Les personnes se trouvant dans les centres de détention pour toxicomanes dans les quatre pays sont généralement détenues contre leur volonté. Elles sont appréhendées par la police, ou « portées volontaires » par les autorités locales ou des membres de leur famille qui succombent à la pression sociale pour « libérer leur village de la drogue ». Une fois à l'intérieur, ces personnes ne peuvent pas partir. Aucune évaluation clinique de la dépendance aux drogues n’est effectuée, ce qui aboutit à la détention de toxicomanes occasionnels ainsi que d'autres simplement soupçonnés de consommer de la drogue.

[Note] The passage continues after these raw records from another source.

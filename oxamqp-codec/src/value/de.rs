//! Deserialize impl for [`Value`]
//!
//! The variant is chosen by the format code of the next item, which the
//! variant then reads in full.

use ordered_float::OrderedFloat;
use serde::de;
use serde_bytes::ByteBuf;

use crate::{__constants::VALUE, described::Described, format_code::EncodingCodes};

use super::Value;

const VARIANTS: &[&str] = &[
    "Described",
    "Null",
    "Bool",
    "UByte",
    "UShort",
    "UInt",
    "ULong",
    "Byte",
    "Short",
    "Int",
    "Long",
    "Float",
    "Double",
    "Decimal32",
    "Decimal64",
    "Decimal128",
    "Char",
    "Timestamp",
    "Uuid",
    "Binary",
    "String",
    "Symbol",
    "List",
    "Map",
    "Array",
];

enum Field {
    Described,
    Null,
    Bool,
    UByte,
    UShort,
    UInt,
    ULong,
    Byte,
    Short,
    Int,
    Long,
    Float,
    Double,
    Decimal32,
    Decimal64,
    Decimal128,
    Char,
    Timestamp,
    Uuid,
    Binary,
    String,
    Symbol,
    List,
    Map,
    Array,
}

impl From<EncodingCodes> for Field {
    fn from(code: EncodingCodes) -> Self {
        match code {
            EncodingCodes::DescribedType => Field::Described,
            EncodingCodes::Null => Field::Null,
            EncodingCodes::Boolean | EncodingCodes::BooleanTrue | EncodingCodes::BooleanFalse => {
                Field::Bool
            }
            EncodingCodes::UByte => Field::UByte,
            EncodingCodes::UShort => Field::UShort,
            EncodingCodes::UInt | EncodingCodes::SmallUInt | EncodingCodes::UInt0 => Field::UInt,
            EncodingCodes::ULong | EncodingCodes::SmallULong | EncodingCodes::ULong0 => {
                Field::ULong
            }
            EncodingCodes::Byte => Field::Byte,
            EncodingCodes::Short => Field::Short,
            EncodingCodes::Int | EncodingCodes::SmallInt => Field::Int,
            EncodingCodes::Long | EncodingCodes::SmallLong => Field::Long,
            EncodingCodes::Float => Field::Float,
            EncodingCodes::Double => Field::Double,
            EncodingCodes::Decimal32 => Field::Decimal32,
            EncodingCodes::Decimal64 => Field::Decimal64,
            EncodingCodes::Decimal128 => Field::Decimal128,
            EncodingCodes::Char => Field::Char,
            EncodingCodes::Timestamp => Field::Timestamp,
            EncodingCodes::Uuid => Field::Uuid,
            EncodingCodes::VBin8 | EncodingCodes::VBin32 => Field::Binary,
            EncodingCodes::Str8 | EncodingCodes::Str32 => Field::String,
            EncodingCodes::Sym8 | EncodingCodes::Sym32 => Field::Symbol,
            EncodingCodes::List0 | EncodingCodes::List8 | EncodingCodes::List32 => Field::List,
            EncodingCodes::Map8 | EncodingCodes::Map32 => Field::Map,
            EncodingCodes::Array8 | EncodingCodes::Array32 => Field::Array,
        }
    }
}

struct FieldVisitor;

impl<'de> de::Visitor<'de> for FieldVisitor {
    type Value = Field;

    fn expecting(&self, formatter: &mut std::fmt::Formatter) -> std::fmt::Result {
        formatter.write_str("a valid format code")
    }

    fn visit_u8<E>(self, v: u8) -> Result<Self::Value, E>
    where
        E: de::Error,
    {
        EncodingCodes::try_from(v)
            .map(Field::from)
            .map_err(de::Error::custom)
    }
}

impl<'de> de::Deserialize<'de> for Field {
    fn deserialize<D>(deserializer: D) -> Result<Self, D::Error>
    where
        D: de::Deserializer<'de>,
    {
        deserializer.deserialize_identifier(FieldVisitor)
    }
}

struct Visitor;

impl<'de> de::Visitor<'de> for Visitor {
    type Value = Value;

    fn expecting(&self, formatter: &mut std::fmt::Formatter) -> std::fmt::Result {
        formatter.write_str("enum Value")
    }

    fn visit_enum<A>(self, data: A) -> Result<Self::Value, A::Error>
    where
        A: de::EnumAccess<'de>,
    {
        use de::VariantAccess;

        let (field, de) = data.variant()?;
        let value = match field {
            Field::Described => {
                let described: Described<Value> = de.newtype_variant()?;
                Value::Described(Box::new(described))
            }
            Field::Null => {
                de.newtype_variant::<()>()?;
                Value::Null
            }
            Field::Bool => Value::Bool(de.newtype_variant()?),
            Field::UByte => Value::UByte(de.newtype_variant()?),
            Field::UShort => Value::UShort(de.newtype_variant()?),
            Field::UInt => Value::UInt(de.newtype_variant()?),
            Field::ULong => Value::ULong(de.newtype_variant()?),
            Field::Byte => Value::Byte(de.newtype_variant()?),
            Field::Short => Value::Short(de.newtype_variant()?),
            Field::Int => Value::Int(de.newtype_variant()?),
            Field::Long => Value::Long(de.newtype_variant()?),
            Field::Float => {
                let val: f32 = de.newtype_variant()?;
                Value::Float(OrderedFloat::from(val))
            }
            Field::Double => {
                let val: f64 = de.newtype_variant()?;
                Value::Double(OrderedFloat::from(val))
            }
            Field::Decimal32 => Value::Decimal32(de.newtype_variant()?),
            Field::Decimal64 => Value::Decimal64(de.newtype_variant()?),
            Field::Decimal128 => Value::Decimal128(de.newtype_variant()?),
            Field::Char => Value::Char(de.newtype_variant()?),
            Field::Timestamp => Value::Timestamp(de.newtype_variant()?),
            Field::Uuid => Value::Uuid(de.newtype_variant()?),
            Field::Binary => Value::Binary(de.newtype_variant::<ByteBuf>()?),
            Field::String => Value::String(de.newtype_variant()?),
            Field::Symbol => Value::Symbol(de.newtype_variant()?),
            Field::List => Value::List(de.newtype_variant()?),
            Field::Map => Value::Map(de.newtype_variant()?),
            Field::Array => Value::Array(de.newtype_variant()?),
        };
        Ok(value)
    }
}

impl<'de> de::Deserialize<'de> for Value {
    fn deserialize<D>(deserializer: D) -> Result<Self, D::Error>
    where
        D: de::Deserializer<'de>,
    {
        deserializer.deserialize_enum(VALUE, VARIANTS, Visitor)
    }
}
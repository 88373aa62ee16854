use super::{DeliveryState, Outcome};

/// Where a guaranteed delivery stands from the sender's point of view
///
/// A delivery starts [`Sent`](DeliveryPhase::Sent), waits for the peer and
/// ends in one of the four outcomes. `received` progress reports are
/// observed without moving the phase.
#[derive(Debug, Clone, Copy, PartialEq, Eq, Hash)]
pub enum DeliveryPhase {
    /// The transfer has been handed to the transport
    Sent,

    /// Waiting for a terminal disposition
    AwaitingDisposition,

    /// Ended with `accepted`
    Accepted,

    /// Ended with `rejected`
    Rejected,

    /// Ended with `released`
    Released,

    /// Ended with `modified`
    Modified,
}

impl DeliveryPhase {
    /// The transfer was written and the sender now waits on the peer
    pub fn await_disposition(self) -> Self {
        match self {
            DeliveryPhase::Sent => DeliveryPhase::AwaitingDisposition,
            other => other,
        }
    }

    /// Applies a state reported by the peer. Terminal phases never change.
    pub fn observe(self, state: &DeliveryState) -> Self {
        if self.is_terminal() {
            return self;
        }
        match state {
            DeliveryState::Received(_) => self,
            DeliveryState::Accepted(_) => DeliveryPhase::Accepted,
            DeliveryState::Rejected(_) => DeliveryPhase::Rejected,
            DeliveryState::Released(_) => DeliveryPhase::Released,
            DeliveryState::Modified(_) => DeliveryPhase::Modified,
        }
    }

    /// Whether an outcome has been reached
    pub fn is_terminal(&self) -> bool {
        !matches!(
            self,
            DeliveryPhase::Sent | DeliveryPhase::AwaitingDisposition
        )
    }
}

impl From<&Outcome> for DeliveryPhase {
    fn from(outcome: &Outcome) -> Self {
        match outcome {
            Outcome::Accepted(_) => DeliveryPhase::Accepted,
            Outcome::Rejected(_) => DeliveryPhase::Rejected,
            Outcome::Released(_) => DeliveryPhase::Released,
            Outcome::Modified(_) => DeliveryPhase::Modified,
        }
    }
}

#[cfg(test)]
mod tests {
    use crate::messaging::{Accepted, DeliveryState, Received, Released};

    use super::DeliveryPhase;

    #[test]
    fn progress_does_not_change_phase() {
        let phase = DeliveryPhase::Sent.await_disposition();
        let received = DeliveryState::Received(Received {
            section_number: 0,
            section_offset: 100,
        });
        let phase = phase.observe(&received).observe(&received);
        assert_eq!(phase, DeliveryPhase::AwaitingDisposition);

        let phase = phase.observe(&DeliveryState::Accepted(Accepted {}));
        assert_eq!(phase, DeliveryPhase::Accepted);
        assert!(phase.is_terminal());
    }

    #[test]
    fn terminal_phase_is_final() {
        let phase = DeliveryPhase::AwaitingDisposition
            .observe(&DeliveryState::Released(Released {}))
            .observe(&DeliveryState::Accepted(Accepted {}));
        assert_eq!(phase, DeliveryPhase::Released);
    }
}
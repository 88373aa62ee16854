use crate::transport::TransportError;

/// Error with sending a message
#[derive(Debug, thiserror::Error)]
pub enum SendError {
    /// The message could not be assembled or a disposition could not be
    /// understood. The link and its endpoints are left untouched.
    #[error("Codec error: {0}")]
    Codec(#[from] oxamqp_codec::Error),

    /// The transport failed. The connection and session are invalidated and
    /// re-established on the next send.
    #[error("Transport error: {0}")]
    Transport(#[from] TransportError),

    /// Illegal link state
    #[error("Illegal state: {0}")]
    IllegalState(&'static str),
}

impl SendError {
    /// Whether the error came from the transport
    pub fn is_transport(&self) -> bool {
        matches!(self, SendError::Transport(_))
    }
}
//! Implements the sending link

pub mod builder;
pub mod delivery;
mod error;
pub mod sender;

pub use builder::Builder;
pub use delivery::{DispositionCallback, Guarantee, SendOptions};
pub use error::SendError;
pub use sender::SendingLink;

/// Default number of settlements kept by a link
pub const DEFAULT_DISPOSITIONS_CAPACITY: usize = 64;
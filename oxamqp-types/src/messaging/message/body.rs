use std::fmt::Display;

use oxamqp_codec::{primitives::Binary, Error, Value};

use crate::messaging::{AmqpSequence, AmqpValue, Data, Section, SectionKind};

/// One body section of any of the three kinds
#[derive(Debug, Clone, PartialEq, Eq)]
pub enum BodySection {
    /// A `data` section
    Data(Data),

    /// An `amqp-sequence` section
    Sequence(AmqpSequence),

    /// An `amqp-value` section
    Value(AmqpValue),
}

impl BodySection {
    /// Which section this is
    pub fn kind(&self) -> SectionKind {
        match self {
            BodySection::Data(_) => SectionKind::Data,
            BodySection::Sequence(_) => SectionKind::AmqpSequence,
            BodySection::Value(_) => SectionKind::AmqpValue,
        }
    }

    pub(crate) fn into_section_value(self) -> Result<Value, Error> {
        match self {
            BodySection::Data(data) => data.into_section_value(),
            BodySection::Sequence(sequence) => sequence.into_section_value(),
            BodySection::Value(value) => value.into_section_value(),
        }
    }

    pub(crate) fn from_section_value(kind: SectionKind, value: Value) -> Result<Self, Error> {
        match kind {
            SectionKind::Data => Data::from_section_value(value).map(BodySection::Data),
            SectionKind::AmqpSequence => {
                AmqpSequence::from_section_value(value).map(BodySection::Sequence)
            }
            SectionKind::AmqpValue => AmqpValue::from_section_value(value).map(BodySection::Value),
            other => Err(Error::Argument(format!(
                "{} is not a body section",
                other.name()
            ))),
        }
    }
}

impl From<Data> for BodySection {
    fn from(value: Data) -> Self {
        BodySection::Data(value)
    }
}

impl From<AmqpSequence> for BodySection {
    fn from(value: AmqpSequence) -> Self {
        BodySection::Sequence(value)
    }
}

impl From<AmqpValue> for BodySection {
    fn from(value: AmqpValue) -> Self {
        BodySection::Value(value)
    }
}

/// The body consists of one of the following three choices: one or more data
/// sections, one or more amqp-sequence sections, or a single amqp-value section.
#[derive(Debug, Clone, PartialEq, Eq)]
pub enum Body {
    /// One or more data sections
    Data(Vec<Data>),

    /// One or more sequence sections
    Sequence(Vec<AmqpSequence>),

    /// A single value section
    Value(AmqpValue),
}

impl Body {
    /// Whether the body is made of data sections
    pub fn is_data(&self) -> bool {
        matches!(self, Body::Data(_))
    }

    /// Whether the body is made of sequence sections
    pub fn is_sequence(&self) -> bool {
        matches!(self, Body::Sequence(_))
    }

    /// Whether the body is a single value section
    pub fn is_value(&self) -> bool {
        matches!(self, Body::Value(_))
    }

    /// Builds a body from its sections.
    ///
    /// Fails with [`Error::Argument`] if `sections` is empty, mixes section
    /// kinds, or holds more than one `amqp-value`.
    pub fn try_from_sections(sections: Vec<BodySection>) -> Result<Self, Error> {
        let mut sections = sections.into_iter();
        let first = sections
            .next()
            .ok_or_else(|| Error::Argument("a message body needs at least one section".into()))?;

        match first {
            BodySection::Data(data) => {
                let mut all = vec![data];
                for section in sections {
                    match section {
                        BodySection::Data(data) => all.push(data),
                        other => return Err(mixed(SectionKind::Data, other.kind())),
                    }
                }
                Ok(Body::Data(all))
            }
            BodySection::Sequence(sequence) => {
                let mut all = vec![sequence];
                for section in sections {
                    match section {
                        BodySection::Sequence(sequence) => all.push(sequence),
                        other => return Err(mixed(SectionKind::AmqpSequence, other.kind())),
                    }
                }
                Ok(Body::Sequence(all))
            }
            BodySection::Value(value) => match sections.next() {
                None => Ok(Body::Value(value)),
                Some(BodySection::Value(_)) => Err(Error::Argument(
                    "a message body holds at most one amqp-value section".into(),
                )),
                Some(other) => Err(mixed(SectionKind::AmqpValue, other.kind())),
            },
        }
    }

    /// Splits the body back into its sections
    pub fn into_sections(self) -> Vec<BodySection> {
        match self {
            Body::Data(data) => data.into_iter().map(BodySection::Data).collect(),
            Body::Sequence(seq) => seq.into_iter().map(BodySection::Sequence).collect(),
            Body::Value(value) => vec![BodySection::Value(value)],
        }
    }
}

fn mixed(first: SectionKind, found: SectionKind) -> Error {
    Error::Argument(format!(
        "a message body cannot mix {} with {}",
        first.name(),
        found.name()
    ))
}

impl Display for Body {
    fn fmt(&self, f: &mut std::fmt::Formatter<'_>) -> std::fmt::Result {
        match self {
            Body::Data(data) => {
                f.write_str("Body(")?;
                for (i, d) in data.iter().enumerate() {
                    if i > 0 {
                        f.write_str(", ")?;
                    }
                    write!(f, "{}", d)?;
                }
                f.write_str(")")
            }
            Body::Sequence(seq) => {
                f.write_str("Body(")?;
                for (i, s) in seq.iter().enumerate() {
                    if i > 0 {
                        f.write_str(", ")?;
                    }
                    write!(f, "{}", s)?;
                }
                f.write_str(")")
            }
            Body::Value(value) => write!(f, "Body({})", value),
        }
    }
}

impl From<Data> for Body {
    fn from(value: Data) -> Self {
        Body::Data(vec![value])
    }
}

impl From<AmqpSequence> for Body {
    fn from(value: AmqpSequence) -> Self {
        Body::Sequence(vec![value])
    }
}

impl From<AmqpValue> for Body {
    fn from(value: AmqpValue) -> Self {
        Body::Value(value)
    }
}

/// Converts a payload into a message [`Body`]
///
/// Text and bytes become a single `data` section. Scalars and [`Value`]s
/// become an `amqp-value`, widened to `long` or `double`.
pub trait IntoBody {
    /// Performs the conversion
    fn into_body(self) -> Result<Body, Error>;
}

impl IntoBody for Body {
    fn into_body(self) -> Result<Body, Error> {
        Ok(self)
    }
}

impl IntoBody for BodySection {
    fn into_body(self) -> Result<Body, Error> {
        Body::try_from_sections(vec![self])
    }
}

impl IntoBody for Vec<BodySection> {
    fn into_body(self) -> Result<Body, Error> {
        Body::try_from_sections(self)
    }
}

macro_rules! impl_into_body_via_from {
    ($($ty:ty),*) => {
        $(
            impl IntoBody for $ty {
                fn into_body(self) -> Result<Body, Error> {
                    Ok(Body::from(self))
                }
            }
        )*
    };
}

impl_into_body_via_from!(Data, AmqpSequence, AmqpValue);

impl IntoBody for &str {
    fn into_body(self) -> Result<Body, Error> {
        Ok(Body::from(Data::new(self.as_bytes())))
    }
}

impl IntoBody for String {
    fn into_body(self) -> Result<Body, Error> {
        Ok(Body::from(Data::new(self.into_bytes())))
    }
}

impl IntoBody for Vec<u8> {
    fn into_body(self) -> Result<Body, Error> {
        Ok(Body::from(Data::new(self)))
    }
}

impl IntoBody for &[u8] {
    fn into_body(self) -> Result<Body, Error> {
        Ok(Body::from(Data::new(self)))
    }
}

impl IntoBody for Binary {
    fn into_body(self) -> Result<Body, Error> {
        Ok(Body::from(Data(self)))
    }
}

impl IntoBody for Value {
    fn into_body(self) -> Result<Body, Error> {
        Ok(Body::Value(AmqpValue(self)))
    }
}

macro_rules! impl_into_body_for_native {
    ($($ty:ty),*) => {
        $(
            impl IntoBody for $ty {
                fn into_body(self) -> Result<Body, Error> {
                    Value::from_native(self).map(|v| Body::Value(AmqpValue(v)))
                }
            }
        )*
    };
}

impl_into_body_for_native!((), bool, i32, i64, f32, f64);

Les agences internationales de santé et de lutte contre la drogue, notamment le Bureau des Nations Unies contre la drogue et le crime, le Programme commun des Nations Unies sur le VIH / SIDA (ONUSIDA) et l'Organisation mondiale de la santé, recommandent des services communautaires complets de réduction des risques, notamment des traitements pour la dépendance fondés sur des preuves et l'accès à des seringues stériles comme éléments essentiels pour protéger les droits à la santé et les droits humains des toxicomanes. Les centres de détention pour toxicomanes qui détiennent les consommateurs de drogue pendant de longues périodes sans fournir un traitement fondé sur des preuves violent ces normes et sont largement considérés comme étant inefficaces. Des recherches en Chine et au Vietnam ont révélé des taux élevés de rechute chez les personnes détenues dans les centres de détention pour toxicomanes, ainsi qu'un risque accru d'infection par le VIH en détention.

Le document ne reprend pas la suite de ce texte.